そうだね、愛菜。2人には2万回死んでもらおうか。

「待て待て待て待て!」

「早まらないで、2人とも!」

 

 そんな事を言ってたら、危うく2人に殺されそうになった。流石に童貞で死ぬわけにはいかない。

 

「俺は紳士だ。」

「そして私は淑女よ。」

「「間違いなんて起きるはずがない。」」

「「嘘でしょ。」」

「「信用ゼロ⁉︎」」

 

 俺はそう思ってるのに、どうやら全く信用されてないようだ。仕方ないな。この旅行中に行動で示すしかないか………。そんな事を思いながら、俺は温泉へと向かった。

 

 

 

 

 

 

  side アクア

 

 北原が不知火・古手川・吉原の3人と混浴しに行くというクソ羨ましい状況の中、俺は浮気の折檻からようやく解放されたところだった。

 

「まったく〜、いい加減にしてよね!」

「次やったら本当に殺すわよ。」

「承知いたしました。」

 

 ちなみにルビーは折檻した後今村とコミケ巡りに戻った。
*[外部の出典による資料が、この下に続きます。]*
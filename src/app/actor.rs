//! App actor - message loop processing UI events and API results

use tokio::sync::mpsc;

use crate::app::state::AppState;
use crate::messages::{ApiCommand, ApiResult, RenderState, UiEvent};

/// App actor that processes UI events and API results
pub struct AppActor {
    state: AppState,
    api_tx: mpsc::UnboundedSender<ApiCommand>,
    render_tx: mpsc::UnboundedSender<RenderState>,
}

impl AppActor {
    pub fn new(
        api_tx: mpsc::UnboundedSender<ApiCommand>,
        render_tx: mpsc::UnboundedSender<RenderState>,
    ) -> Self {
        AppActor {
            state: AppState::new(),
            api_tx,
            render_tx,
        }
    }

    /// Run the actor message loop
    pub async fn run(
        mut self,
        mut ui_rx: mpsc::UnboundedReceiver<UiEvent>,
        mut api_rx: mpsc::UnboundedReceiver<ApiResult>,
    ) {
        // Send initial render state
        let _ = self.render_tx.send(self.state.to_render_state());

        loop {
            tokio::select! {
                Some(event) = ui_rx.recv() => {
                    match event {
                        UiEvent::Quit => {
                            let _ = self.api_tx.send(ApiCommand::Shutdown);
                            break;
                        }
                        // Ticks only redraw when a toast expired
                        UiEvent::Tick => {
                            if self.state.tick() {
                                let _ = self.render_tx.send(self.state.to_render_state());
                            }
                        }
                        event => {
                            for command in self.handle_ui_event(event) {
                                let _ = self.api_tx.send(command);
                            }
                            let _ = self.render_tx.send(self.state.to_render_state());
                        }
                    }
                }
                Some(result) = api_rx.recv() => {
                    for command in self.state.handle_api_result(result) {
                        let _ = self.api_tx.send(command);
                    }
                    let _ = self.render_tx.send(self.state.to_render_state());
                }
                else => break,
            }
        }
    }

    /// Handle a UI event, returning API commands it produced
    fn handle_ui_event(&mut self, event: UiEvent) -> Vec<ApiCommand> {
        match event {
            // Routing
            UiEvent::Navigate(screen) => return self.state.navigate(screen),
            UiEvent::Back => self.state.back(),
            UiEvent::EnterSelected => return self.state.enter_selected(),

            // Table navigation
            UiEvent::RowUp => self.state.row_up(),
            UiEvent::RowDown => self.state.row_down(),

            // Data
            UiEvent::Refresh => return self.state.refresh(),

            // Dialog openers
            UiEvent::OpenAddForm => self.state.open_add_form(),
            UiEvent::RequestDelete => self.state.request_delete(),
            UiEvent::OpenSettleDialog => self.state.open_settle_dialog(),
            UiEvent::OpenRescheduleDialog => self.state.open_reschedule_dialog(),
            UiEvent::OpenFilterForm => self.state.open_filter_form(),
            UiEvent::OpenLinkAllergyDialog => self.state.open_link_allergy_dialog(),

            // Form interaction
            UiEvent::FormChar(c) => self.state.form_char(c),
            UiEvent::FormBackspace => self.state.form_backspace(),
            UiEvent::FormNextField => self.state.form_next_field(),
            UiEvent::FormPrevField => self.state.form_prev_field(),
            UiEvent::FormCycleLeft => self.state.form_cycle(false),
            UiEvent::FormCycleRight => self.state.form_cycle(true),
            UiEvent::FormSubmit => return self.state.form_submit(),
            UiEvent::FormCancel => self.state.form_cancel(),

            // Confirmation dialog
            UiEvent::ConfirmAccept => return self.state.confirm_accept().into_iter().collect(),
            UiEvent::ConfirmCancel => self.state.confirm_cancel(),

            // Popups
            UiEvent::ToggleHelp => self.state.toggle_help(),
            UiEvent::CloseHelp => self.state.close_help(),

            // Handled by the run loop
            UiEvent::Tick | UiEvent::Quit => {}
        }

        Vec::new()
    }
}
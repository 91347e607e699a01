//! Render state - data structure sent from App layer to UI for rendering

use crate::app::forms::Dialog;
use crate::app::state::ToastSeverity;
use crate::cache::Query;
use crate::messages::ui_events::{Screen, UiMode};
use crate::models::{Allergy, Appointment, AppointmentFilter, User, Vaccine};

/// One listing plus the table cursor, snapshotted for drawing
#[derive(Debug, Clone)]
pub struct TableView<T> {
    pub items: Vec<T>,
    pub selected: usize,
    pub loading: bool,
    pub error: Option<String>,
}

impl<T: Clone> TableView<T> {
    pub fn from_query(query: &Query<T>, selected: usize) -> Self {
        TableView {
            items: query.items().to_vec(),
            selected,
            loading: query.is_loading(),
            error: query.error.clone(),
        }
    }
}

impl<T> Default for TableView<T> {
    fn default() -> Self {
        TableView {
            items: Vec::new(),
            selected: 0,
            loading: false,
            error: None,
        }
    }
}

/// Confirmation dialog snapshot (the pending action stays in the app layer)
#[derive(Debug, Clone)]
pub struct ConfirmView {
    pub title: String,
    pub message: String,
    pub busy: bool,
}

/// Toast snapshot
#[derive(Debug, Clone)]
pub struct ToastView {
    pub message: String,
    pub severity: ToastSeverity,
}

/// Complete state needed by the UI to render
#[derive(Debug, Clone, Default)]
pub struct RenderState {
    pub screen: Screen,
    pub mode: UiMode,
    pub home_selected: usize,

    pub vaccines: TableView<Vaccine>,
    pub allergies: TableView<Allergy>,
    pub users: TableView<User>,
    pub appointments: TableView<Appointment>,

    pub filter: AppointmentFilter,

    pub dialog: Dialog,
    pub confirm: Option<ConfirmView>,
    pub toast: Option<ToastView>,
    pub show_help: bool,
}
今度は俺が今村を折檻する番だ。確実に息の根を仕留めてやろう。

 

 そんな事を思ってると、

 

「それで、この後どうするんだ?」

「実はね、アクアくんにきて欲しい飲み会があって………」

「今日はそれを誘いに来ただけなのにね。」

 

 なんと2人から飲み会に誘われた。なんか新鮮だ。普段は誘われる前に強制的に参加させられてるし。拒否権を与えられたのが、久しぶりに人権を貰えたみたいで、なんだか嬉しい。

 

「それでどんな飲み会だ………?」

「「それはね…………」」

 

 そして、俺に提案された飲み会は…………なんとも面白い飲み会だった。

 

 

 

 

 目的の居酒屋に着くと、そこには見知ったメンツがいた。

 

「星野、ようやく来たのか。」

「姫川さん、お久しぶりです。」

「お前、また浮気したのか………」

「しゃあねえだろ、メルト。」

「バレてるようじゃ二流だぜ〜!」

「鴨志田さん、あかね相手にやれるならやってみてください。」

 

 東京ブレイドの時のメンバーだった。更には………

 

「これで揃ったみたいだね………」

『こっちらあきたですべにはじめてま〜ふ♪』(こっちは秋田で既に始めてま〜す♪)

『アビ子先生。ほら、水飲んで……』

『えっ、秋田⁉︎僕も秋田いるんですけど⁉︎』

「収拾つかねえから話広げんな。」

 

 GOAさんに鏑木さんまで。またリモートでアビ子先生に吉祥寺先生、更には雷田さんまで参加している。そういや東ブレの原作がやっと完結したんだったな。今日はその記念の飲み会ということか………

 

「それじゃあ全員揃ったところで、今から東ブレ完結記念………」

 

 鏑木さんが司会をする。やっぱりそういうことか……………

 

 

 

 

 

 

 

 

 

 

 

新宿クラスタvs渋谷クラスタ、潰し合い対決を開催する。」

 

 そんな事を思ってた俺が甘かった。正真正銘の、命を賭けた戦いが幕を開けたのだった。




なんか原作ヤバい事になってるらしいですね。
そんなのどこ吹く風で書いてます。